== SUPPLIED ENTRIES ==
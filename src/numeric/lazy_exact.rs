// SPDX-License-Identifier: MIT
//
// Copyright (c) 2025 Alexandre Severino
//
// Permission is hereby granted, free of charge, to any person obtaining a copy
// of this software and associated documentation files (the "Software"), to deal
// in the Software without restriction, including without limitation the rights
// to use, copy, modify, merge, publish, distribute, sublicense, and/or sell
// copies of the Software, and to permit persons to whom the Software is
// furnished to do so, subject to the following conditions:
//
// The above copyright notice and this permission notice shall be included in
// all copies or substantial portions of the Software.
//
// THE SOFTWARE IS PROVIDED "AS IS", WITHOUT WARRANTY OF ANY KIND, EXPRESS OR
// IMPLIED, INCLUDING BUT NOT LIMITED TO THE WARRANTIES OF MERCHANTABILITY,
// FITNESS FOR A PARTICULAR PURPOSE AND NONINFRINGEMENT. IN NO EVENT SHALL THE
// AUTHORS OR COPYRIGHT HOLDERS BE LIABLE FOR ANY CLAIM, DAMAGES OR OTHER
// LIABILITY, WHETHER IN AN ACTION OF CONTRACT, TORT OR OTHERWISE, ARISING FROM,
// OUT OF OR IN CONNECTION WITH THE SOFTWARE OR THE USE OR OTHER DEALINGS IN THE
// SOFTWARE.

use std::cmp::Ordering;
use std::fmt;
use std::ops::{Add, Div, Mul, Neg, Sub};
use std::sync::Arc;

use num_traits::ToPrimitive;
use once_cell::sync::OnceCell;
use rug::{Float, Rational, float::Constant};

use crate::config::Tolerances;
use crate::error::EvalError;
use crate::numeric::big_float::BigFloat;

/// A delayed scalar expression over rationals and trigonometric values of
/// rational multiples of `pi`.
///
/// - Nodes are immutable and shared via Arc, so the per-face expressions of
///   an unfolding form a DAG rather than a tree
/// - Purely rational sub-expressions are folded on construction and stay exact
/// - Anything involving a trigonometric leaf is evaluated with MPFR on demand,
///   at whatever precision the caller asks for, and memoized
#[derive(Clone)]
pub struct LazyExact(Arc<Node>);

struct Node {
    kind: Kind,
    // Two precision slots: the fast phase and the working precision.
    low: OnceCell<Float>,
    high: OnceCell<Float>,
}

#[derive(Clone, Copy, Debug, PartialEq, Eq)]
pub enum Trig {
    Sin,
    Cos,
    Tan,
}

enum Kind {
    Exact(Rational),
    /// `f(q * pi)`
    Trig(Trig, Rational),
    Add(LazyExact, LazyExact),
    Sub(LazyExact, LazyExact),
    Mul(LazyExact, LazyExact),
    Div(LazyExact, LazyExact),
    Neg(LazyExact),
}

impl LazyExact {
    /* ========= Constructors ========= */

    pub fn from_rational(r: Rational) -> Self {
        Self::new(Kind::Exact(r))
    }

    pub fn from_i64(v: i64) -> Self {
        Self::from_rational(Rational::from(v))
    }

    /// `num / den`; `den` must be non-zero.
    pub fn from_ratio(num: i64, den: i64) -> Self {
        assert!(den != 0, "LazyExact::from_ratio: zero denominator");
        Self::from_rational(Rational::from((num, den)))
    }

    pub fn zero() -> Self {
        Self::from_i64(0)
    }

    pub fn one() -> Self {
        Self::from_i64(1)
    }

    /// Unevaluated `f(turns * pi)`. Callers that can produce a rational value
    /// should do so instead; see `PiAngle`.
    pub(crate) fn trig(f: Trig, turns: Rational) -> Self {
        Self::new(Kind::Trig(f, turns))
    }

    #[inline]
    fn new(kind: Kind) -> Self {
        LazyExact(Arc::new(Node {
            kind,
            low: OnceCell::new(),
            high: OnceCell::new(),
        }))
    }

    /* ========= Basic queries ========= */

    /// The exact value, when the expression folded down to a rational.
    pub fn as_rational(&self) -> Option<&Rational> {
        match &self.0.kind {
            Kind::Exact(r) => Some(r),
            _ => None,
        }
    }

    pub fn is_exact(&self) -> bool {
        self.as_rational().is_some()
    }

    /// Numeric value at `bits` of precision, memoized per node.
    pub fn approx(&self, bits: u32) -> Result<BigFloat, EvalError> {
        if let Some(v) = self.cached(bits) {
            return Ok(BigFloat(v));
        }
        let v = self.evaluate(bits, true)?;
        if self.0.low.set(v.clone()).is_err() {
            let _ = self.0.high.set(v.clone());
        }
        Ok(BigFloat(v))
    }

    /// Like `approx`, but leaves the memo slots alone. Used for one-off
    /// reads (logging, `to_f64`) so they do not take a slot the classifier
    /// precisions need.
    pub fn peek(&self, bits: u32) -> Result<BigFloat, EvalError> {
        match self.cached(bits) {
            Some(v) => Ok(BigFloat(v)),
            None => self.evaluate(bits, false).map(BigFloat),
        }
    }

    /// Sign with a precision ladder:
    /// - rational: exact sign
    /// - |v| > fast_eps at fast precision: sign(v)
    /// - else re-evaluate at working precision; |v| < exact_eps counts as zero
    ///
    /// Returns -1, 0, or +1.
    pub fn sign(&self, tol: &Tolerances) -> Result<i8, EvalError> {
        if let Some(r) = self.as_rational() {
            return Ok(ordering_sign(r.cmp0()));
        }
        let fast = self.approx(tol.fast_bits)?;
        if fast.abs() > tol.fast_eps {
            return Ok(fast.sign());
        }
        let exact = self.approx(tol.exact_bits)?;
        if exact.abs() < tol.exact_eps {
            Ok(0)
        } else {
            Ok(exact.sign())
        }
    }

    pub fn is_negligible(&self, tol: &Tolerances) -> Result<bool, EvalError> {
        Ok(self.sign(tol)? == 0)
    }

    /* ========= Internal helpers ========= */

    fn cached(&self, bits: u32) -> Option<Float> {
        [&self.0.low, &self.0.high]
            .into_iter()
            .filter_map(|cell| cell.get())
            .find(|v| v.prec() == bits)
            .cloned()
    }

    fn evaluate(&self, bits: u32, memo: bool) -> Result<Float, EvalError> {
        let at = |x: &LazyExact| if memo { x.approx(bits) } else { x.peek(bits) };
        let v = match &self.0.kind {
            Kind::Exact(r) => Float::with_val(bits, r),
            Kind::Trig(f, q) => {
                let mut x = Float::with_val(bits, Constant::Pi);
                x *= q;
                match f {
                    Trig::Sin => x.sin(),
                    Trig::Cos => x.cos(),
                    Trig::Tan => x.tan(),
                }
            }
            Kind::Add(a, b) => Float::with_val(bits, &at(a)?.0 + &at(b)?.0),
            Kind::Sub(a, b) => Float::with_val(bits, &at(a)?.0 - &at(b)?.0),
            Kind::Mul(a, b) => Float::with_val(bits, &at(a)?.0 * &at(b)?.0),
            Kind::Div(a, b) => {
                let denom = at(b)?.0;
                if denom.is_zero() {
                    return Err(EvalError::DivisionByZero);
                }
                Float::with_val(bits, &at(a)?.0 / &denom)
            }
            Kind::Neg(x) => -at(x)?.0,
        };
        if !v.is_finite() {
            return Err(EvalError::NonFinite);
        }
        Ok(v)
    }
}

fn ordering_sign(o: Ordering) -> i8 {
    match o {
        Ordering::Less => -1,
        Ordering::Equal => 0,
        Ordering::Greater => 1,
    }
}

fn is_zero(r: &Rational) -> bool {
    r.cmp0() == Ordering::Equal
}

/* ========= Folding constructors ========= */

fn add(a: &LazyExact, b: &LazyExact) -> LazyExact {
    match (a.as_rational(), b.as_rational()) {
        (Some(x), Some(y)) => LazyExact::from_rational(Rational::from(x + y)),
        (Some(x), None) if is_zero(x) => b.clone(),
        (None, Some(y)) if is_zero(y) => a.clone(),
        _ => LazyExact::new(Kind::Add(a.clone(), b.clone())),
    }
}

fn sub(a: &LazyExact, b: &LazyExact) -> LazyExact {
    if Arc::ptr_eq(&a.0, &b.0) {
        return LazyExact::zero();
    }
    match (a.as_rational(), b.as_rational()) {
        (Some(x), Some(y)) => LazyExact::from_rational(Rational::from(x - y)),
        (None, Some(y)) if is_zero(y) => a.clone(),
        (Some(x), None) if is_zero(x) => neg(b),
        _ => LazyExact::new(Kind::Sub(a.clone(), b.clone())),
    }
}

fn mul(a: &LazyExact, b: &LazyExact) -> LazyExact {
    match (a.as_rational(), b.as_rational()) {
        (Some(x), Some(y)) => LazyExact::from_rational(Rational::from(x * y)),
        (Some(x), _) | (_, Some(x)) if is_zero(x) => LazyExact::zero(),
        (Some(x), None) if *x == 1 => b.clone(),
        (None, Some(y)) if *y == 1 => a.clone(),
        _ => LazyExact::new(Kind::Mul(a.clone(), b.clone())),
    }
}

fn div(a: &LazyExact, b: &LazyExact) -> LazyExact {
    match (a.as_rational(), b.as_rational()) {
        // An exact zero divisor stays unevaluated and fails at evaluation time.
        (Some(x), Some(y)) if !is_zero(y) => LazyExact::from_rational(Rational::from(x / y)),
        (None, Some(y)) if *y == 1 => a.clone(),
        _ => LazyExact::new(Kind::Div(a.clone(), b.clone())),
    }
}

fn neg(a: &LazyExact) -> LazyExact {
    match a.as_rational() {
        Some(x) => LazyExact::from_rational(Rational::from(-x)),
        None => LazyExact::new(Kind::Neg(a.clone())),
    }
}

/* ========= Operator overloads (build expression DAGs) ========= */

impl Add for LazyExact {
    type Output = LazyExact;
    fn add(self, rhs: LazyExact) -> LazyExact {
        add(&self, &rhs)
    }
}

impl<'a, 'b> Add<&'b LazyExact> for &'a LazyExact {
    type Output = LazyExact;
    fn add(self, rhs: &'b LazyExact) -> LazyExact {
        add(self, rhs)
    }
}

impl Sub for LazyExact {
    type Output = LazyExact;
    fn sub(self, rhs: LazyExact) -> LazyExact {
        sub(&self, &rhs)
    }
}

impl<'a, 'b> Sub<&'b LazyExact> for &'a LazyExact {
    type Output = LazyExact;
    fn sub(self, rhs: &'b LazyExact) -> LazyExact {
        sub(self, rhs)
    }
}

impl Mul for LazyExact {
    type Output = LazyExact;
    fn mul(self, rhs: LazyExact) -> LazyExact {
        mul(&self, &rhs)
    }
}

impl<'a, 'b> Mul<&'b LazyExact> for &'a LazyExact {
    type Output = LazyExact;
    fn mul(self, rhs: &'b LazyExact) -> LazyExact {
        mul(self, rhs)
    }
}

impl Div for LazyExact {
    type Output = LazyExact;
    fn div(self, rhs: LazyExact) -> LazyExact {
        div(&self, &rhs)
    }
}

impl<'a, 'b> Div<&'b LazyExact> for &'a LazyExact {
    type Output = LazyExact;
    fn div(self, rhs: &'b LazyExact) -> LazyExact {
        div(self, rhs)
    }
}

impl Neg for LazyExact {
    type Output = LazyExact;
    fn neg(self) -> LazyExact {
        neg(&self)
    }
}

impl<'a> Neg for &'a LazyExact {
    type Output = LazyExact;
    fn neg(self) -> LazyExact {
        neg(self)
    }
}

/* ========= Conversions ========= */

impl From<i32> for LazyExact {
    fn from(v: i32) -> Self {
        Self::from_i64(v as i64)
    }
}

impl From<i64> for LazyExact {
    fn from(v: i64) -> Self {
        Self::from_i64(v)
    }
}

impl From<Rational> for LazyExact {
    fn from(v: Rational) -> Self {
        Self::from_rational(v)
    }
}

impl ToPrimitive for LazyExact {
    fn to_f64(&self) -> Option<f64> {
        self.peek(53).ok().map(|v| v.to_f64())
    }

    fn to_i64(&self) -> Option<i64> {
        self.to_f64().and_then(|v| v.to_i64())
    }

    fn to_u64(&self) -> Option<u64> {
        self.to_f64().and_then(|v| v.to_u64())
    }
}

/* ========= Debug ========= */

impl fmt::Debug for LazyExact {
    fn fmt(&self, f: &mut fmt::Formatter<'_>) -> fmt::Result {
        match &self.0.kind {
            Kind::Exact(r) => write!(f, "LazyExact(exact={})", r),
            _ => match self.to_f64() {
                Some(a) => write!(f, "LazyExact(approx={:.9}, exact=<lazy>)", a),
                None => write!(f, "LazyExact(<unevaluable>)"),
            },
        }
    }
}
// SPDX-License-Identifier: MIT
//
// Copyright (c) 2025 Alexandre Severino
//
// Permission is hereby granted, free of charge, to any person obtaining a copy
// of this software and associated documentation files (the "Software"), to deal
// in the Software without restriction, including without limitation the rights
// to use, copy, modify, merge, publish, distribute, sublicense, and/or sell
// copies of the Software, and to permit persons to whom the Software is
// furnished to do so, subject to the following conditions:
//
// The above copyright notice and this permission notice shall be included in
// all copies or substantial portions of the Software.
//
// THE SOFTWARE IS PROVIDED "AS IS", WITHOUT WARRANTY OF ANY KIND, EXPRESS OR
// IMPLIED, INCLUDING BUT NOT LIMITED TO THE WARRANTIES OF MERCHANTABILITY,
// FITNESS FOR A PARTICULAR PURPOSE AND NONINFRINGEMENT. IN NO EVENT SHALL THE
// AUTHORS OR COPYRIGHT HOLDERS BE LIABLE FOR ANY CLAIM, DAMAGES OR OTHER
// LIABILITY, WHETHER IN AN ACTION OF CONTRACT, TORT OR OTHERWISE, ARISING FROM,
// OUT OF OR IN CONNECTION WITH THE SOFTWARE OR THE USE OR OTHER DEALINGS IN THE
// SOFTWARE.

pub mod config;
pub mod error;
pub mod geometry;
pub mod io;
pub mod kernel;
pub mod numeric;
pub mod overlap;
pub mod polyhedron;
pub mod unfolding;

pub use config::{EvalFallback, ExactConfig, Tolerances};
pub use error::{Error, EvalError, ReconstructError, Result, StructureError};
pub use overlap::{OverlapClassifier, OverlapKind};
pub use polyhedron::PolyhedronStructure;
pub use unfolding::{Decision, FacePlacement, Reason, RecordDecider};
===
**DESCRIPTION OF THE TASK:** Look for the word "fast". Copy out every line of the data that has it.

**EXPECTED OUTPUT:**
    // Two precision slots: the fast phase and the working precision.
    /// - |v| > fast_eps at fast precision: sign(v)
        let fast = self.approx(tol.fast_bits)?;
        if fast.abs() > tol.fast_eps {
            return Ok(fast.sign());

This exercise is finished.